[Work item] The expected output is a copy of every line in the records with the string "model".

---------- Material for this task

//! Workflow and action lookups resolved through a session.

use super::retry::LockScope;
use super::session::QueueSession;
use crate::backends::{ActionScope, NewAction, NewWorkflow, QueueError, QueueResult};
use crate::model::{Action, ActionId, Workflow, WorkflowId, WorkflowType};
use crate::observability::obs;

/// Which workflow an action name is looked up in.
#[derive(Clone, Debug, Default, PartialEq, Eq)]
pub enum WorkflowSelector {
    /// The workflow pinned with `set_active_workflow`.
    #[default]
    Active,
    Named(String),
    /// Every action with the name, in every workflow and the legacy scope.
    All,
    /// Legacy actions that belong to no workflow.
    Global,
}

impl WorkflowSelector {
    pub fn named(name: impl Into<String>) -> Self {
        WorkflowSelector::Named(name.into())
    }
}

impl QueueSession {
    pub fn active_workflow(&self) -> Option<&Workflow> {
        self.active_workflow.as_ref()
    }

    /// Pins a workflow for the `Active` selector. The workflow must exist.
    pub async fn set_active_workflow(&mut self, name: &str) -> QueueResult<Workflow> {
        let workflow = self.workflow(name).await?;
        self.active_workflow = Some(workflow.clone());
        Ok(workflow)
    }

    pub fn clear_active_workflow(&mut self) {
        self.active_workflow = None;
    }

    #[obs]
    pub async fn get_or_create_workflow(
        &self,
        name: &str,
        workflow_type: WorkflowType,
    ) -> QueueResult<Workflow> {
        let name = validate_name("workflow", name)?;
        let new = NewWorkflow {
            name: name.to_string(),
            workflow_type,
            track_history: self.ctx.config().track_history,
        };
        let new = &new;
        let backend = self.backend();
        self.run("get_or_create_workflow", LockScope::Main, move |mode| {
            backend.get_or_create_workflow(new, mode)
        })
        .await
    }

    /// Looks up a workflow by name; a missing workflow is a configuration error.
    pub async fn workflow(&self, name: &str) -> QueueResult<Workflow> {
        let backend = self.backend();
        self.run("find_workflow", LockScope::Main, move |_| {
            backend.find_workflow(name)
        })
        .await?
        .ok_or_else(|| QueueError::Configuration(format!("workflow `{name}` is not defined")))
    }

    pub async fn list_workflows(&self) -> QueueResult<Vec<Workflow>> {
        let backend = self.backend();
        self.run("list_workflows", LockScope::Main, move |_| backend.list_workflows())
            .await
    }

    pub async fn set_history_tracking(&self, workflow: &str, track_history: bool) -> QueueResult<()> {
        let workflow = self.workflow(workflow).await?;
        let backend = self.backend();
        self.run("set_workflow_history", LockScope::Main, move |_| {
            backend.set_workflow_history(workflow.id, track_history)
        })
        .await
    }

    /// Resolves the selector to the workflow new records belong to; `None` is the legacy scope.
    pub async fn workflow_id_for(
        &self,
        selector: &WorkflowSelector,
    ) -> QueueResult<Option<WorkflowId>> {
        match selector {
            WorkflowSelector::Active => self
                .active_workflow
                .as_ref()
                .map(|workflow| Some(workflow.id))
                .ok_or_else(|| {
                    QueueError::Configuration("no active workflow is set for this session".into())
                }),
            WorkflowSelector::Named(name) => Ok(Some(self.workflow(name).await?.id)),
            WorkflowSelector::Global => Ok(None),
            WorkflowSelector::All => Err(QueueError::InvalidRequest(
                "this operation needs a single workflow, not all workflows".into(),
            )),
        }
    }

    /// Creates the action in the selected workflow unless it already exists there.
    #[obs]
    pub async fn get_or_create_action(
        &self,
        name: &str,
        selector: &WorkflowSelector,
    ) -> QueueResult<Action> {
        let name = validate_name("action", name)?;
        let workflow_id = self.workflow_id_for(selector).await?;
        let new = NewAction {
            name: name.to_string(),
            workflow_id,
        };
        let new = &new;
        let backend = self.backend();
        self.run("get_or_create_action", LockScope::Main, move |mode| {
            backend.get_or_create_action(new, mode)
        })
        .await
    }

    /// Every action the name resolves to under the selector; none is a configuration error.
    pub async fn resolve_actions(
        &self,
        name: &str,
        selector: &WorkflowSelector,
    ) -> QueueResult<Vec<Action>> {
        let scope = match selector {
            WorkflowSelector::All => ActionScope::Any,
            other => match self.workflow_id_for(other).await? {
                Some(workflow_id) => ActionScope::Workflow(workflow_id),
                None => ActionScope::Global,
            },
        };
        let backend = self.backend();
        let actions = self
            .run("find_actions", LockScope::Main, move |_| {
                backend.find_actions(name, scope)
            })
            .await?;
        if actions.is_empty() {
            return Err(QueueError::Configuration(format!(
                "action `{name}` is not defined in {}",
                describe(selector)
            )));
        }
        Ok(actions)
    }

    pub async fn resolve_action_ids(
        &self,
        name: &str,
        selector: &WorkflowSelector,
    ) -> QueueResult<Vec<ActionId>> {
        Ok(self
            .resolve_actions(name, selector)
            .await?
            .into_iter()
            .map(|action| action.id)
            .collect())
    }

    /// Actions of one workflow, or of every workflow for `All`.
    pub async fn list_actions(&self, selector: &WorkflowSelector) -> QueueResult<Vec<Action>> {
        let backend = self.backend();
        match selector {
            WorkflowSelector::All => {
                self.run("list_actions", LockScope::Main, move |_| {
                    backend.list_actions(None)
                })
                .await
            }
            other => {
                let workflow_id = self.workflow_id_for(other).await?;
                let actions = self
                    .run("list_actions", LockScope::Main, move |_| {
                        backend.list_actions(workflow_id)
                    })
                    .await?;
                Ok(actions
                    .into_iter()
                    .filter(|action| action.workflow_id == workflow_id)
                    .collect())
            }
        }
    }
}

fn validate_name<'a>(kind: &str, name: &'a str) -> QueueResult<&'a str> {
    let trimmed = name.trim();
    if trimmed.is_empty() {
        return Err(QueueError::InvalidRequest(format!("{kind} name must not be empty")));
    }
    Ok(trimmed)
}

fn describe(selector: &WorkflowSelector) -> String {
    match selector {
        WorkflowSelector::Active => "the active workflow".to_string(),
        WorkflowSelector::Named(name) => format!("workflow `{name}`"),
        WorkflowSelector::All => "any workflow".to_string(),
        WorkflowSelector::Global => "the global scope".to_string(),
    }
}
//! Schema migrations embedded from `migrations/`.

use sqlx::PgPool;

use crate::backends::QueueResult;

/// Run the embedded SQLx migrations.
pub async fn run_migrations(pool: &PgPool) -> QueueResult<()> {
    sqlx::migrate!("./migrations").run(pool).await?;
    Ok(())
}
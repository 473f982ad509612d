//! Backoff schedules and the lock scopes operations escalate into.

use std::time::Duration;

use rand::Rng;

/// Exponential backoff: delay = initial * multiplier^(attempt - 1), capped at `max`.
#[derive(Debug, Clone, Copy, PartialEq)]
pub struct BackoffPolicy {
    pub initial: Duration,
    pub max: Duration,
    pub multiplier: f64,
    /// Fraction of the delay that is randomised, 0.0..=1.0.
    pub jitter: f64,
}

impl Default for BackoffPolicy {
    fn default() -> Self {
        Self {
            initial: Duration::from_millis(100),
            max: Duration::from_secs(5),
            multiplier: 2.0,
            jitter: 0.5,
        }
    }
}

impl BackoffPolicy {
    pub fn delay(&self, attempt: u32) -> Duration {
        if attempt == 0 || self.initial.is_zero() {
            return Duration::ZERO;
        }
        let factor = self.multiplier.max(1.0).powi(attempt.saturating_sub(1) as i32);
        let nanos = (self.initial.as_nanos() as f64 * factor).min(self.max.as_nanos() as f64);
        Duration::from_nanos(nanos as u64)
    }

    pub fn jittered_delay(&self, attempt: u32) -> Duration {
        self.jittered_delay_with(attempt, &mut rand::thread_rng())
    }

    /// Scales the delay down by a random share of at most `jitter`.
    pub fn jittered_delay_with<R: Rng + ?Sized>(&self, attempt: u32, rng: &mut R) -> Duration {
        let delay = self.delay(attempt);
        let jitter = self.jitter.clamp(0.0, 1.0);
        if jitter == 0.0 || delay.is_zero() {
            return delay;
        }
        let scale = 1.0 - rng.gen_range(0.0..=jitter);
        delay.mul_f64(scale)
    }
}

/// Bounds on retrying transient failures.
#[derive(Debug, Clone, Copy, PartialEq)]
pub struct RetryPolicy {
    pub max_attempts: u32,
    pub budget: Duration,
    pub backoff: BackoffPolicy,
}

impl Default for RetryPolicy {
    fn default() -> Self {
        Self {
            max_attempts: 10,
            budget: Duration::from_secs(120),
            backoff: BackoffPolicy::default(),
        }
    }
}

/// Advisory lock an operation takes when it escalates.
#[derive(Debug, Clone, PartialEq, Eq)]
pub enum LockScope {
    Main,
    Statistics,
    Named(String),
}

impl LockScope {
    pub fn name(&self) -> &str {
        match self {
            LockScope::Main => "docqueue.main",
            LockScope::Statistics => "docqueue.statistics",
            LockScope::Named(name) => name,
        }
    }
}
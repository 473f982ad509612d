use std::time::Duration;

use async_trait::async_trait;
use sqlx::Row;
use uuid::Uuid;

use super::PostgresBackend;
use crate::backends::base::{LockAttempt, LockBackend, QueueResult};

#[async_trait]
impl LockBackend for PostgresBackend {
    /// One statement: insert the row, refresh it if we already own it, or take it
    /// over once it is older than `expiry`. The `prior` CTE sees the row as it was
    /// before the upsert, which tells a steal apart from a fresh acquisition.
    async fn try_acquire_lock(
        &self,
        name: &str,
        owner: Uuid,
        expiry: Duration,
    ) -> QueueResult<LockAttempt> {
        Self::count_query(&self.query_counts, "upsert:advisory_locks");
        let row = sqlx::query(
            r#"
            WITH prior AS (
                SELECT owner FROM advisory_locks WHERE name = $1
            ),
            upserted AS (
                INSERT INTO advisory_locks (name, owner, acquired_at)
                VALUES ($1, $2, NOW())
                ON CONFLICT (name) DO UPDATE
                SET owner = EXCLUDED.owner,
                    acquired_at = EXCLUDED.acquired_at
                WHERE advisory_locks.owner = EXCLUDED.owner
                   OR advisory_locks.acquired_at <= NOW() - make_interval(secs => $3)
                RETURNING owner
            )
            SELECT (SELECT owner FROM upserted) AS granted_to,
                   (SELECT owner FROM prior) AS prior_owner
            "#,
        )
        .bind(name)
        .bind(owner)
        .bind(expiry.as_secs_f64())
        .fetch_one(&self.pool)
        .await?;

        let granted_to: Option<Uuid> = row.try_get("granted_to")?;
        let prior_owner: Option<Uuid> = row.try_get("prior_owner")?;
        Ok(match (granted_to, prior_owner) {
            (Some(_), Some(previous_owner)) if previous_owner != owner => {
                LockAttempt::Stolen { previous_owner }
            }
            (Some(_), _) => LockAttempt::Acquired,
            (None, prior_owner) => LockAttempt::Busy { owner: prior_owner },
        })
    }

    async fn release_lock(&self, name: &str, owner: Uuid) -> QueueResult<bool> {
        Self::count_query(&self.query_counts, "delete:advisory_locks");
        let result = sqlx::query("DELETE FROM advisory_locks WHERE name = $1 AND owner = $2")
            .bind(name)
            .bind(owner)
            .execute(&self.pool)
            .await?;
        Ok(result.rows_affected() > 0)
    }
}

#[cfg(test)]
mod tests {
    use serial_test::serial;

    use super::super::test_helpers::setup_backend;
    use super::*;

    #[serial(postgres)]
    #[tokio::test]
    async fn lock_acquire_release_and_steal() {
        let Some(backend) = setup_backend().await else {
            return;
        };
        let first = Uuid::new_v4();
        let second = Uuid::new_v4();
        let expiry = Duration::from_secs(60);

        let attempt = backend
            .try_acquire_lock("docqueue.main", first, expiry)
            .await
            .expect("acquire");
        assert_eq!(attempt, LockAttempt::Acquired);

        let attempt = backend
            .try_acquire_lock("docqueue.main", second, expiry)
            .await
            .expect("contend");
        assert_eq!(attempt, LockAttempt::Busy { owner: Some(first) });

        sqlx::query(
            "UPDATE advisory_locks SET acquired_at = NOW() - INTERVAL '10 minutes' WHERE name = $1",
        )
        .bind("docqueue.main")
        .execute(backend.pool())
        .await
        .expect("age lock");

        let attempt = backend
            .try_acquire_lock("docqueue.main", second, expiry)
            .await
            .expect("steal");
        assert_eq!(
            attempt,
            LockAttempt::Stolen {
                previous_owner: first
            }
        );
        assert!(!backend.release_lock("docqueue.main", first).await.expect("stale release"));
        assert!(backend.release_lock("docqueue.main", second).await.expect("release"));
    }
}
//! Worker loop that drains an action's queue through a [`FileProcessor`].

use std::sync::Arc;
use std::time::Duration;

use async_trait::async_trait;
use futures::StreamExt;
use tokio_util::sync::CancellationToken;
use tracing::{debug, info, warn};

use crate::backends::{QueueError, QueueResult};
use crate::model::{Outcome, QueueMode, QueuedFile};
use crate::queue::{DequeueRequest, QueueSession, WorkflowSelector};

/// The work done while a file is Processing.
#[async_trait]
pub trait FileProcessor: Send + Sync {
    async fn process(&self, file: &QueuedFile) -> Outcome;
}

/// Configuration for one worker loop.
#[derive(Debug, Clone)]
pub struct WorkerLoopConfig {
    pub action: String,
    pub workflow: WorkflowSelector,
    pub mode: QueueMode,
    /// Files claimed per dequeue call.
    pub batch_size: usize,
    /// Files processed at the same time.
    pub concurrency: usize,
    /// Sleep between polls when the queue is empty.
    pub idle_poll_interval: Duration,
    /// Stop at the first empty poll instead of waiting for more work.
    pub exit_when_idle: bool,
}

impl WorkerLoopConfig {
    pub fn new(action: impl Into<String>) -> Self {
        Self {
            action: action.into(),
            workflow: WorkflowSelector::Active,
            mode: QueueMode::PendingAnyUser,
            batch_size: 10,
            concurrency: 4,
            idle_poll_interval: Duration::from_secs(1),
            exit_when_idle: false,
        }
    }
}

#[derive(Clone, Copy, Debug, Default, PartialEq, Eq)]
pub struct WorkerStats {
    pub claimed: u64,
    pub completed: u64,
    pub failed: u64,
    pub skipped: u64,
    pub requeued: u64,
    /// Outcomes the ledger refused, e.g. because the lease was reverted meanwhile.
    pub rejected: u64,
}

impl WorkerStats {
    fn record(&mut self, outcome: &Outcome) {
        match outcome {
            Outcome::Completed => self.completed += 1,
            Outcome::Failed { .. } => self.failed += 1,
            Outcome::Skipped => self.skipped += 1,
            Outcome::Requeue => self.requeued += 1,
        }
    }
}

/// Registers a worker, claims batches, processes them with bounded
/// concurrency and reports each outcome; unregisters on the way out.
pub struct WorkerLoop<P> {
    session: QueueSession,
    processor: Arc<P>,
    config: WorkerLoopConfig,
    cancel: CancellationToken,
}

impl<P> WorkerLoop<P>
where
    P: FileProcessor + 'static,
{
    pub fn new(session: QueueSession, processor: Arc<P>, config: WorkerLoopConfig) -> Self {
        Self {
            session,
            processor,
            config,
            cancel: CancellationToken::new(),
        }
    }

    /// Cancelling the token finishes the current batch and then stops the loop.
    pub fn cancellation_token(&self) -> CancellationToken {
        self.cancel.clone()
    }

    pub async fn run(mut self) -> QueueResult<WorkerStats> {
        let lease = self.session.register_worker().await?;
        info!(
            lease_id = %lease.id,
            action = %self.config.action,
            batch_size = self.config.batch_size,
            concurrency = self.config.concurrency,
            "worker loop started"
        );
        let sweeper = self.session.context().spawn_configured_sweeper();
        let result = self.drain().await;
        // Unregister even when the loop failed so claimed files go back to Pending.
        let unregistered = self.session.unregister_worker().await;
        if let Some((handle, shutdown_tx)) = sweeper {
            shutdown_tx.send(true).ok();
            handle.await.ok();
        }
        let stats = result?;
        unregistered?;
        info!(
            claimed = stats.claimed,
            completed = stats.completed,
            failed = stats.failed,
            rejected = stats.rejected,
            "worker loop stopped"
        );
        Ok(stats)
    }

    async fn drain(&mut self) -> QueueResult<WorkerStats> {
        let request = DequeueRequest::new(&self.config.action, self.config.batch_size.max(1))
            .in_workflow(self.config.workflow.clone())
            .with_mode(self.config.mode.clone());
        let mut stats = WorkerStats::default();

        while !self.cancel.is_cancelled() {
            let batch = match self.session.dequeue(&request).await {
                Ok(batch) => batch,
                Err(QueueError::LeaseLost(lost)) => {
                    // Our claims went back to Pending with the old lease.
                    let lease = self.session.register_worker().await?;
                    info!(lost_lease_id = %lost, lease_id = %lease.id, "worker re-registered");
                    continue;
                }
                Err(err) => return Err(err),
            };
            if batch.is_empty() {
                if self.config.exit_when_idle {
                    debug!("queue empty; worker exiting");
                    break;
                }
                tokio::select! {
                    _ = self.cancel.cancelled() => break,
                    _ = tokio::time::sleep(self.config.idle_poll_interval) => continue,
                }
            }
            stats.claimed += batch.len() as u64;

            let session = &self.session;
            let processor = &self.processor;
            let mut reports = futures::stream::iter(batch)
                .map(|file| async move {
                    let outcome = processor.process(&file).await;
                    let reported = session.report_outcome(&file, &outcome).await;
                    (file, outcome, reported)
                })
                .buffer_unordered(self.config.concurrency.max(1));
            while let Some((file, outcome, reported)) = reports.next().await {
                match reported {
                    Ok(_) => stats.record(&outcome),
                    Err(err) => {
                        stats.rejected += 1;
                        warn!(
                            file_id = %file.file_id,
                            path = %file.path,
                            error = %err,
                            "outcome report rejected"
                        );
                    }
                }
            }
        }
        Ok(stats)
    }
}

--------------------

[Task solution]
use crate::model::{Action, ActionId, Workflow, WorkflowId, WorkflowType};
use crate::model::{Outcome, QueueMode, QueuedFile};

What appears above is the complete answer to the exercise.